---- Provided data
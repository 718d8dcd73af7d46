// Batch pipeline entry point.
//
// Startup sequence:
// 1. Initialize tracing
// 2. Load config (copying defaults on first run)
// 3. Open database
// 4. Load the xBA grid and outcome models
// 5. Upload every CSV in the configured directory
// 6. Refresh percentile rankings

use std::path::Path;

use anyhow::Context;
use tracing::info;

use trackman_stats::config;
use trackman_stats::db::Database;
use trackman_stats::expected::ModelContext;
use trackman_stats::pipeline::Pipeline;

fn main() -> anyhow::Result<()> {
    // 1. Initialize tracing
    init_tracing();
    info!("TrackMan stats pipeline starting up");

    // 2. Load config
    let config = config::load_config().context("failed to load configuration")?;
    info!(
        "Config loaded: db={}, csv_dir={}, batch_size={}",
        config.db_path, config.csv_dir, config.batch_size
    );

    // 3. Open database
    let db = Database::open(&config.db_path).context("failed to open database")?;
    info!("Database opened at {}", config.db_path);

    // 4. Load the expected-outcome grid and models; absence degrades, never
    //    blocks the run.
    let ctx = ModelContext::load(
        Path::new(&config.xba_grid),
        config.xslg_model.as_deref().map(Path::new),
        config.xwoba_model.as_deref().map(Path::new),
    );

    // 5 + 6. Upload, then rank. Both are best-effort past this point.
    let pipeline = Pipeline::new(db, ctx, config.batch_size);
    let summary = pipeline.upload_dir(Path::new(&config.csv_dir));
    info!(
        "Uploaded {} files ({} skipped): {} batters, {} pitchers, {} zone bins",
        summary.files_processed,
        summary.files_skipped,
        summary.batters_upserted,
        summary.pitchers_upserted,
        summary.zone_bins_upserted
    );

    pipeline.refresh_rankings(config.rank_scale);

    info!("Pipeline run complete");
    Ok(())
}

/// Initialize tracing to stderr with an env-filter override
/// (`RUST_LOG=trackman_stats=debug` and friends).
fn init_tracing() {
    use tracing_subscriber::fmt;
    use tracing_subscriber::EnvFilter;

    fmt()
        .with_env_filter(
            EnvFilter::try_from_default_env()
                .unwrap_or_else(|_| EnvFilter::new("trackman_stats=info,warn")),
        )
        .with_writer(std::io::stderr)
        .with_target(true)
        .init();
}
--------
---- Provided data
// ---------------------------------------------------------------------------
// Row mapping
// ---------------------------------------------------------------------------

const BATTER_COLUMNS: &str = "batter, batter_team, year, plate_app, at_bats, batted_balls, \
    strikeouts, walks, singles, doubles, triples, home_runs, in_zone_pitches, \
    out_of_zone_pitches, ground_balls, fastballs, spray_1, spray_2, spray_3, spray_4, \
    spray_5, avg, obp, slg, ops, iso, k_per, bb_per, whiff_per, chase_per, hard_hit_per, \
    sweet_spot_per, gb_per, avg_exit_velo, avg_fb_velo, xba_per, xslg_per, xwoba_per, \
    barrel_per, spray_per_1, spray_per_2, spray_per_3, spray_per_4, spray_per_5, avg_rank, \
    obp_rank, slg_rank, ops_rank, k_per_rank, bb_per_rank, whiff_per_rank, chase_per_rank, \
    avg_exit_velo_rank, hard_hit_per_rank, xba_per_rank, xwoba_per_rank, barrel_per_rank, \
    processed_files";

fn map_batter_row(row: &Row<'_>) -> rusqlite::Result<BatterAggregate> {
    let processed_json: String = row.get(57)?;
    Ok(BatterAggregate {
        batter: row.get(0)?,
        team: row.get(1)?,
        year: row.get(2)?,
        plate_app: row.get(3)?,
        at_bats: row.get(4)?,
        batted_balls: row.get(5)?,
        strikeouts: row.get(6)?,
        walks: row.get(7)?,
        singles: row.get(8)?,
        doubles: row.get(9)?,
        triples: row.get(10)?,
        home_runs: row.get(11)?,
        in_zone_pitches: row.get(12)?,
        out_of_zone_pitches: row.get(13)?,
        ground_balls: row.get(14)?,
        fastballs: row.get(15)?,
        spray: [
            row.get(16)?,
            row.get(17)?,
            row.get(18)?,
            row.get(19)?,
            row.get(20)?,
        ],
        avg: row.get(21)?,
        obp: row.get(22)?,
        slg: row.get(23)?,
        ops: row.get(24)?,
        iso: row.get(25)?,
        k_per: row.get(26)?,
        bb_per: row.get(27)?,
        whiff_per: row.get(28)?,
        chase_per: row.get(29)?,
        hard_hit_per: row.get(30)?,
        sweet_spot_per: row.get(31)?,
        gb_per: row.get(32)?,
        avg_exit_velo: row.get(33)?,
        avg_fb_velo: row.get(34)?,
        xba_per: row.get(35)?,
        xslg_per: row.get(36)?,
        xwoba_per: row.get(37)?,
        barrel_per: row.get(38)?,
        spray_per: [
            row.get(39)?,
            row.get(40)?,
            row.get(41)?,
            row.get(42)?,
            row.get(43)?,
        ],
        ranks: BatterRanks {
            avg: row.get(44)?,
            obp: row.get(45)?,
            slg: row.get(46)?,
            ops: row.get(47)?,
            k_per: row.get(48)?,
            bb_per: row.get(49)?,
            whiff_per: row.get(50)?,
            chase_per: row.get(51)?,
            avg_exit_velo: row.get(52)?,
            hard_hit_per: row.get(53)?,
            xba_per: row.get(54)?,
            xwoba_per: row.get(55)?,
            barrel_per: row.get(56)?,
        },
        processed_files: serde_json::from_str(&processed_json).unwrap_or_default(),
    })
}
--------
---- Provided data
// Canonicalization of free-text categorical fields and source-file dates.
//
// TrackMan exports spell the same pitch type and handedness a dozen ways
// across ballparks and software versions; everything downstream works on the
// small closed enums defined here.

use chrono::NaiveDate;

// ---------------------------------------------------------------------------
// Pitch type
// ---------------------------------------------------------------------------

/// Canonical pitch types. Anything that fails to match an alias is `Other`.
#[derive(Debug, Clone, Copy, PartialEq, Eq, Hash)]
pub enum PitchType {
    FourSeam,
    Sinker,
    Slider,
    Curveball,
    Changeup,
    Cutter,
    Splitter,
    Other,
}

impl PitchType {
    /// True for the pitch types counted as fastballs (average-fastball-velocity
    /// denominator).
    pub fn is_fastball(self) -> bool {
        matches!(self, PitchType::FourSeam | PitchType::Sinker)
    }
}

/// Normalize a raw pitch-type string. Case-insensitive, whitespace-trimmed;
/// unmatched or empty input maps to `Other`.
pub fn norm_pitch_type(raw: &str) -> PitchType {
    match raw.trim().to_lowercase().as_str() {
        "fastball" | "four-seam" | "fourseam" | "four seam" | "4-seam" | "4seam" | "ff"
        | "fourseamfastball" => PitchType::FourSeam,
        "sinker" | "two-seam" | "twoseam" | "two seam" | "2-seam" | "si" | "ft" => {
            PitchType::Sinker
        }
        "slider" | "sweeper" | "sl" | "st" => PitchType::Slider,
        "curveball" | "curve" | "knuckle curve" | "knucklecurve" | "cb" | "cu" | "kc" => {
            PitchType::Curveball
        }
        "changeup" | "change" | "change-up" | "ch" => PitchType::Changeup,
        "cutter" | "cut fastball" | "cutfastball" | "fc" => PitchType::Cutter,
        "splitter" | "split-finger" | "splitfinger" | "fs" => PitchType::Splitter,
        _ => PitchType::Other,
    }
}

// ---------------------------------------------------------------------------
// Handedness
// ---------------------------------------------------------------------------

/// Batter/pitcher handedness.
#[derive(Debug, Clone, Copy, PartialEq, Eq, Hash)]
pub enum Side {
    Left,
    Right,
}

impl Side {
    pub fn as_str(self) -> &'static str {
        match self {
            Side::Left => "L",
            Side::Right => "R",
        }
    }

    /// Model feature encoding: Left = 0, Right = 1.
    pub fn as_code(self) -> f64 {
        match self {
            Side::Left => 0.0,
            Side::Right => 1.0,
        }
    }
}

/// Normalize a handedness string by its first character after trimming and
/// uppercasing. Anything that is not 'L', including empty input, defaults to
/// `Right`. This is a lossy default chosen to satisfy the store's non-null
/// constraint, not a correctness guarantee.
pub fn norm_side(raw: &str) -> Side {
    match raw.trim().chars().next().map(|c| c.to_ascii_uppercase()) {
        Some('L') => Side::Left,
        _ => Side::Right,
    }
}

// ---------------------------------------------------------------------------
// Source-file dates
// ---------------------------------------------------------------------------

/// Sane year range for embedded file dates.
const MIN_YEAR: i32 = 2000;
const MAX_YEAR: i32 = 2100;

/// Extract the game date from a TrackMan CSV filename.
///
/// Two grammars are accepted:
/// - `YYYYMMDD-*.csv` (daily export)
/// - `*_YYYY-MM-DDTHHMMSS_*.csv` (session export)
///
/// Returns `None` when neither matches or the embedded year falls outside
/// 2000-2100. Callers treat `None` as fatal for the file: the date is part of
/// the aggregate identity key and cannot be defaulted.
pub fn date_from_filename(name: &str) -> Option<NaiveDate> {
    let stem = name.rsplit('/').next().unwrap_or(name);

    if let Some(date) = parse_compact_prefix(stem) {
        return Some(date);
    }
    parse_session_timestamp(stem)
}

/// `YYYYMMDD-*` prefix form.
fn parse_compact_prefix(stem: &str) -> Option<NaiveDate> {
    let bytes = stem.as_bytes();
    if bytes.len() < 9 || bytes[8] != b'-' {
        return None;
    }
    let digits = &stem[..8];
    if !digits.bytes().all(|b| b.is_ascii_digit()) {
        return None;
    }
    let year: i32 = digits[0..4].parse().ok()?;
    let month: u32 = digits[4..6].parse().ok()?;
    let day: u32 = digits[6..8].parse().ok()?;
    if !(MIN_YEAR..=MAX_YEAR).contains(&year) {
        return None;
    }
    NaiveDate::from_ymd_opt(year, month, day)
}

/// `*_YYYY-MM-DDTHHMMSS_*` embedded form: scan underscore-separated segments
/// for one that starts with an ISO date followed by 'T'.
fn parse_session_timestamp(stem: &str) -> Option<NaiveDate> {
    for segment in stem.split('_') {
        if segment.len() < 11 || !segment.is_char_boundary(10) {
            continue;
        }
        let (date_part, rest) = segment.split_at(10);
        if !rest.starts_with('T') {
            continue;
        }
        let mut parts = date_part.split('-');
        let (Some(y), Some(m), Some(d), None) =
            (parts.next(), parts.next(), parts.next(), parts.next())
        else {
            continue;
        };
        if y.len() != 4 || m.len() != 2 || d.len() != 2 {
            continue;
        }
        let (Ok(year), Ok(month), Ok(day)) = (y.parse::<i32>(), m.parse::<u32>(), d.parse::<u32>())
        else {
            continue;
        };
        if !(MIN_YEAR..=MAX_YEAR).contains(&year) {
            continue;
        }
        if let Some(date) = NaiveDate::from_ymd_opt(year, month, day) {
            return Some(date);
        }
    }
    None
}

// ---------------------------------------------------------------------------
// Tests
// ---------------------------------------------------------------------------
--------
Exercise requirements | Report all lines in the records that include the string "triples".

Task answer |
    strikeouts, walks, singles, doubles, triples, home_runs, in_zone_pitches, \
        triples: row.get(10)?,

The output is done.